A large part of the safety program comes from company culture, but technology is also relieving burdens on staff and making life easier on his fleet. Olson remembers when technology was simpler. “Fortune has always been an early adopter of a lot of new cellular technology. We started communicating with our trucks and putting cellular technology in our trucks in the early-to-mid-nineties.” Technology now allows the company to know how fast the driver is going, what kind of load they are putting on their engine, and the contours of the road and then automatically accelerate or decelerate the vehicle. Office staff can even know if a door is open on a vehicle.

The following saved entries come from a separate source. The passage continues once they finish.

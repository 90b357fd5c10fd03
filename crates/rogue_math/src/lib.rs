//! 3D Mathematics Library
//!
//! Vector and rotation types shared by the Rogue controller crates.
//!
//! ## Core Types
//!
//! - [`Vec3`] - 3D vector with x, y, z components
//! - [`Quat`] - Unit quaternion rotation
//!
//! ## Conventions
//!
//! Right-handed, `+Y` up, `-Z` forward, `+X` right. Angles on the public
//! controller surface are in degrees; the quaternion constructors take radians.

mod vec3;
mod quat;

pub use vec3::Vec3;
pub use quat::Quat;

/// Tolerance used when deciding whether a vector is degenerate
pub const EPSILON: f32 = 1e-6;
//! First-person look controller
//!
//! Pointer motion turns the body about the world up axis (yaw) and tilts the
//! camera child about its local X axis (pitch). Pitch is stored and clamped;
//! yaw is applied incrementally to the body and never stored.
//!
//! Conventions: positive pitch looks down, positive yaw turns right.

use crate::cursor::{CursorLockMode, PointerLock};
use rogue_core::{NodeKey, TransformHierarchy};
use rogue_math::{Quat, Vec3};
use std::fmt;

/// Tuning for [`LookController`]
#[derive(Clone, Debug, PartialEq)]
pub struct LookSettings {
    /// Degrees of yaw per unit of "Mouse X" per second
    pub sensitivity_x: f32,
    /// Degrees of pitch per unit of "Mouse Y" per second
    pub sensitivity_y: f32,
    pub invert_y: bool,
    /// Lowest pitch in degrees, within [-90, 90]
    pub pitch_min: f32,
    /// Highest pitch in degrees, within [-90, 90]
    pub pitch_max: f32,
}

impl Default for LookSettings {
    fn default() -> Self {
        Self {
            sensitivity_x: 100.0,
            sensitivity_y: 100.0,
            invert_y: false,
            pitch_min: -90.0,
            pitch_max: 90.0,
        }
    }
}

impl LookSettings {
    pub const PITCH_LIMIT: f32 = 90.0;

    pub fn validate(&self) -> Result<(), LookConfigError> {
        for (name, value) in [
            ("sensitivity_x", self.sensitivity_x),
            ("sensitivity_y", self.sensitivity_y),
            ("pitch_min", self.pitch_min),
            ("pitch_max", self.pitch_max),
        ] {
            if !value.is_finite() {
                return Err(LookConfigError::NotFinite(name));
            }
        }
        for value in [self.pitch_min, self.pitch_max] {
            if value.abs() > Self::PITCH_LIMIT {
                return Err(LookConfigError::PitchOutOfRange(value));
            }
        }
        if self.pitch_min > self.pitch_max {
            return Err(LookConfigError::PitchRangeInverted {
                min: self.pitch_min,
                max: self.pitch_max,
            });
        }
        for value in [self.sensitivity_x, self.sensitivity_y] {
            if value < 0.0 {
                return Err(LookConfigError::NegativeSensitivity(value));
            }
        }
        Ok(())
    }

    /// Midpoint of the pitch range
    pub fn initial_pitch(&self) -> f32 {
        (self.pitch_max - self.pitch_min) / 2.0 + self.pitch_min
    }
}

/// Invalid look settings
#[derive(Debug, Clone, PartialEq)]
pub enum LookConfigError {
    PitchOutOfRange(f32),
    PitchRangeInverted { min: f32, max: f32 },
    NegativeSensitivity(f32),
    NotFinite(&'static str),
}

impl fmt::Display for LookConfigError {
    fn fmt(&self, f: &mut fmt::Formatter<'_>) -> fmt::Result {
        match self {
            LookConfigError::PitchOutOfRange(v) => {
                write!(f, "pitch limit {} is outside [-90, 90]", v)
            }
            LookConfigError::PitchRangeInverted { min, max } => {
                write!(f, "pitch_min {} is greater than pitch_max {}", min, max)
            }
            LookConfigError::NegativeSensitivity(v) => {
                write!(f, "look sensitivity must be non-negative, got {}", v)
            }
            LookConfigError::NotFinite(field) => {
                write!(f, "look setting '{}' must be finite", field)
            }
        }
    }
}

impl std::error::Error for LookConfigError {}

/// What one look tick did
#[derive(Clone, Copy, Debug, PartialEq)]
pub struct LookOutput {
    /// Camera pitch after clamping, in degrees
    pub pitch: f32,
    /// Yaw applied to the body this tick, in degrees (positive is right)
    pub yaw: f32,
}

/// Drives body yaw and camera pitch from pointer motion
#[derive(Clone, Debug)]
pub struct LookController {
    settings: LookSettings,
    body: NodeKey,
    camera: NodeKey,
    pitch: f32,
    saved_lock_mode: Option<CursorLockMode>,
}

impl LookController {
    /// Create a controller with pitch at the middle of its range
    pub fn new(settings: LookSettings, body: NodeKey, camera: NodeKey) -> Self {
        let pitch = settings.initial_pitch();
        Self {
            settings,
            body,
            camera,
            pitch,
            saved_lock_mode: None,
        }
    }

    pub fn settings(&self) -> &LookSettings {
        &self.settings
    }

    pub fn pitch(&self) -> f32 {
        self.pitch
    }

    /// Override the stored pitch; clamped to the configured range
    pub fn set_pitch(&mut self, pitch: f32) {
        self.pitch = pitch.clamp(self.settings.pitch_min, self.settings.pitch_max);
    }

    pub fn body(&self) -> NodeKey {
        self.body
    }

    pub fn camera(&self) -> NodeKey {
        self.camera
    }

    pub fn is_enabled(&self) -> bool {
        self.saved_lock_mode.is_some()
    }

    /// Remember the current pointer lock and lock the pointer
    ///
    /// Enabling twice keeps the first snapshot.
    pub fn enable(&mut self, lock: &mut dyn PointerLock) {
        if self.saved_lock_mode.is_some() {
            return;
        }
        let previous = lock.lock_mode();
        self.saved_lock_mode = Some(previous);
        lock.set_lock_mode(CursorLockMode::Locked);
        log::debug!("look enabled, saved pointer lock {:?}", previous);
    }

    /// Put the pointer lock back to what it was at [`enable`](Self::enable)
    pub fn disable(&mut self, lock: &mut dyn PointerLock) {
        if let Some(previous) = self.saved_lock_mode.take() {
            lock.set_lock_mode(previous);
            log::debug!("look disabled, restored pointer lock {:?}", previous);
        }
    }

    /// Apply one frame of pointer motion
    ///
    /// `dx`/`dy` are "Mouse X"/"Mouse Y" axis values (up is positive).
    pub fn tick(
        &mut self,
        dx: f32,
        dy: f32,
        dt: f32,
        hierarchy: &mut dyn TransformHierarchy,
    ) -> LookOutput {
        let yaw_delta = dx * self.settings.sensitivity_x;
        let pitch_delta = dy * self.settings.sensitivity_y;

        if self.settings.invert_y {
            self.pitch += pitch_delta * dt;
        } else {
            self.pitch -= pitch_delta * dt;
        }
        self.pitch = self.pitch.clamp(self.settings.pitch_min, self.settings.pitch_max);

        hierarchy.set_local_rotation(self.camera, pitch_rotation(self.pitch));

        let yaw = yaw_delta * dt;
        if yaw != 0.0 {
            // Right-handed about +Y turns left, so a right turn is negative
            hierarchy.rotate_world(self.body, Vec3::UP, -yaw);
        }

        log::trace!("look: pitch={} yaw={}", self.pitch, yaw);
        LookOutput { pitch: self.pitch, yaw }
    }
}

/// Camera-local rotation for a pitch in degrees (positive looks down)
pub fn pitch_rotation(pitch_degrees: f32) -> Quat {
    Quat::from_rotation_x(-pitch_degrees.to_radians())
}
//! Keyboard and mouse state turned into named input axes
//!
//! Controls:
//! - W/S or Up/Down: "Vertical" axis (forward/backward)
//! - A/D or Left/Right: "Horizontal" axis (strafe)
//! - Mouse motion: "Mouse X" / "Mouse Y" (up is positive)

use std::collections::HashSet;
use std::fmt;
use std::str::FromStr;
use winit::event::ElementState;
use winit::keyboard::KeyCode;

/// A named input axis
#[derive(Clone, Copy, Debug, PartialEq, Eq, Hash)]
pub enum Axis {
    Horizontal,
    Vertical,
    MouseX,
    MouseY,
}

impl Axis {
    pub const ALL: [Axis; 4] = [Axis::Horizontal, Axis::Vertical, Axis::MouseX, Axis::MouseY];

    /// Canonical axis name
    pub fn name(self) -> &'static str {
        match self {
            Axis::Horizontal => "Horizontal",
            Axis::Vertical => "Vertical",
            Axis::MouseX => "Mouse X",
            Axis::MouseY => "Mouse Y",
        }
    }
}

impl fmt::Display for Axis {
    fn fmt(&self, f: &mut fmt::Formatter<'_>) -> fmt::Result {
        f.write_str(self.name())
    }
}

/// Unknown axis name
#[derive(Debug, Clone, PartialEq, Eq)]
pub struct UnknownAxis(pub String);

impl fmt::Display for UnknownAxis {
    fn fmt(&self, f: &mut fmt::Formatter<'_>) -> fmt::Result {
        write!(f, "unknown input axis '{}'", self.0)
    }
}

impl std::error::Error for UnknownAxis {}

impl FromStr for Axis {
    type Err = UnknownAxis;

    fn from_str(s: &str) -> Result<Self, Self::Err> {
        Axis::ALL
            .into_iter()
            .find(|axis| axis.name() == s)
            .ok_or_else(|| UnknownAxis(s.to_string()))
    }
}

/// Source of per-frame input for the controllers
pub trait InputSource {
    /// Current value of an axis; digital axes are in [-1, 1]
    fn axis(&self, axis: Axis) -> f32;

    /// Pointer motion this frame as ("Mouse X", "Mouse Y")
    fn pointer_delta(&self) -> (f32, f32) {
        (self.axis(Axis::MouseX), self.axis(Axis::MouseY))
    }
}

/// Smoothing for the digital axes
#[derive(Clone, Debug, PartialEq)]
pub struct AxisSettings {
    /// Rate (units/s) at which an axis moves toward a pressed direction
    pub sensitivity: f32,
    /// Rate (units/s) at which an axis falls back to zero when released
    pub gravity: f32,
    /// Jump to zero when the opposite direction is pressed
    pub snap: bool,
    /// Multiplier from raw mouse counts to "Mouse X"/"Mouse Y" units
    pub pointer_scale: f32,
}

impl Default for AxisSettings {
    fn default() -> Self {
        Self {
            sensitivity: 3.0,
            gravity: 3.0,
            snap: true,
            pointer_scale: 0.1,
        }
    }
}

const VERTICAL_KEYS: AxisKeys = AxisKeys {
    positive: [KeyCode::KeyW, KeyCode::ArrowUp],
    negative: [KeyCode::KeyS, KeyCode::ArrowDown],
};

const HORIZONTAL_KEYS: AxisKeys = AxisKeys {
    positive: [KeyCode::KeyD, KeyCode::ArrowRight],
    negative: [KeyCode::KeyA, KeyCode::ArrowLeft],
};

/// Physical keys driving one digital axis
struct AxisKeys {
    positive: [KeyCode; 2],
    negative: [KeyCode; 2],
}

impl AxisKeys {
    fn contains(&self, key: KeyCode) -> bool {
        self.positive.contains(&key) || self.negative.contains(&key)
    }

    /// -1, 0 or 1 depending on which directions have at least one key held
    fn target(&self, held: &HashSet<KeyCode>) -> f32 {
        let positive = self.positive.iter().any(|k| held.contains(k));
        let negative = self.negative.iter().any(|k| held.contains(k));
        (positive as i32 - negative as i32) as f32
    }
}

#[derive(Clone, Copy, Debug, Default)]
struct DigitalAxis {
    value: f32,
}

impl DigitalAxis {
    fn update(&mut self, target: f32, settings: &AxisSettings, dt: f32) {
        if target != 0.0 {
            if settings.snap && self.value != 0.0 && self.value.signum() != target.signum() {
                self.value = 0.0;
            }
            self.value = move_towards(self.value, target, settings.sensitivity * dt);
        } else {
            self.value = move_towards(self.value, 0.0, settings.gravity * dt);
        }
    }
}

fn move_towards(current: f32, target: f32, max_delta: f32) -> f32 {
    if (target - current).abs() <= max_delta {
        target
    } else {
        current + (target - current).signum() * max_delta
    }
}

/// Keyboard and mouse accumulator implementing [`InputSource`]
#[derive(Clone, Debug, Default)]
pub struct InputState {
    held: HashSet<KeyCode>,
    horizontal: DigitalAxis,
    vertical: DigitalAxis,
    pending_x: f32,
    pending_y: f32,
    pub settings: AxisSettings,
}

impl InputState {
    pub fn new() -> Self {
        Self::default()
    }

    pub fn with_settings(settings: AxisSettings) -> Self {
        Self {
            settings,
            ..Self::default()
        }
    }

    /// Process keyboard input
    ///
    /// Returns true if the key drives one of the axes.
    pub fn process_keyboard(&mut self, key: KeyCode, state: ElementState) -> bool {
        if !VERTICAL_KEYS.contains(key) && !HORIZONTAL_KEYS.contains(key) {
            return false;
        }

        match state {
            ElementState::Pressed => self.held.insert(key),
            ElementState::Released => self.held.remove(&key),
        };
        true
    }

    /// Process raw mouse movement (device counts, +y is down)
    pub fn process_mouse_motion(&mut self, delta_x: f64, delta_y: f64) {
        self.pending_x += delta_x as f32;
        self.pending_y += delta_y as f32;
    }

    /// Advance axis smoothing by `dt` seconds
    pub fn update(&mut self, dt: f32) {
        let dt = dt.max(0.0);
        let horizontal = HORIZONTAL_KEYS.target(&self.held);
        let vertical = VERTICAL_KEYS.target(&self.held);
        self.horizontal.update(horizontal, &self.settings, dt);
        self.vertical.update(vertical, &self.settings, dt);
    }

    /// Clear per-frame pointer motion
    pub fn end_frame(&mut self) {
        self.pending_x = 0.0;
        self.pending_y = 0.0;
    }

    /// Release every key and drop smoothed values, e.g. on focus loss
    pub fn clear(&mut self) {
        self.held.clear();
        self.horizontal = DigitalAxis::default();
        self.vertical = DigitalAxis::default();
        self.end_frame();
    }

    /// Check if any movement keys are pressed
    pub fn is_moving(&self) -> bool {
        HORIZONTAL_KEYS.target(&self.held) != 0.0 || VERTICAL_KEYS.target(&self.held) != 0.0
    }
}

impl InputSource for InputState {
    fn axis(&self, axis: Axis) -> f32 {
        match axis {
            Axis::Horizontal => self.horizontal.value,
            Axis::Vertical => self.vertical.value,
            Axis::MouseX => self.pending_x * self.settings.pointer_scale,
            Axis::MouseY => -self.pending_y * self.settings.pointer_scale,
        }
    }
}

Technology is also enabling Fortune to monitor emissions and become a greener company. Fortune is part of the Environmental Protection Agency’s SmartWay program that monitors company’s supply chain sustainability. SmartWay measures factors like CO2 emissions per mile. Fortune is among SmartWay’s top-rated freighters in America.

Fortune’s ability to hit top benchmarks in safety and environmental standards is a testament to its work culture and its embracing of technology. The close bonds staff form with customers and within the organization means their problem-solving capabilities are second-to-none, especially in those hard-to-reach markets.

For shippers looking to expand to new territory, build new connections, or strengthen existing relationships, Fortune Transportation should be the first place to call. “When customers think of Fortune Transportation, I want them to think of the biggest problem they have and to see us as the biggest problem-solver they can find,” Olson adds.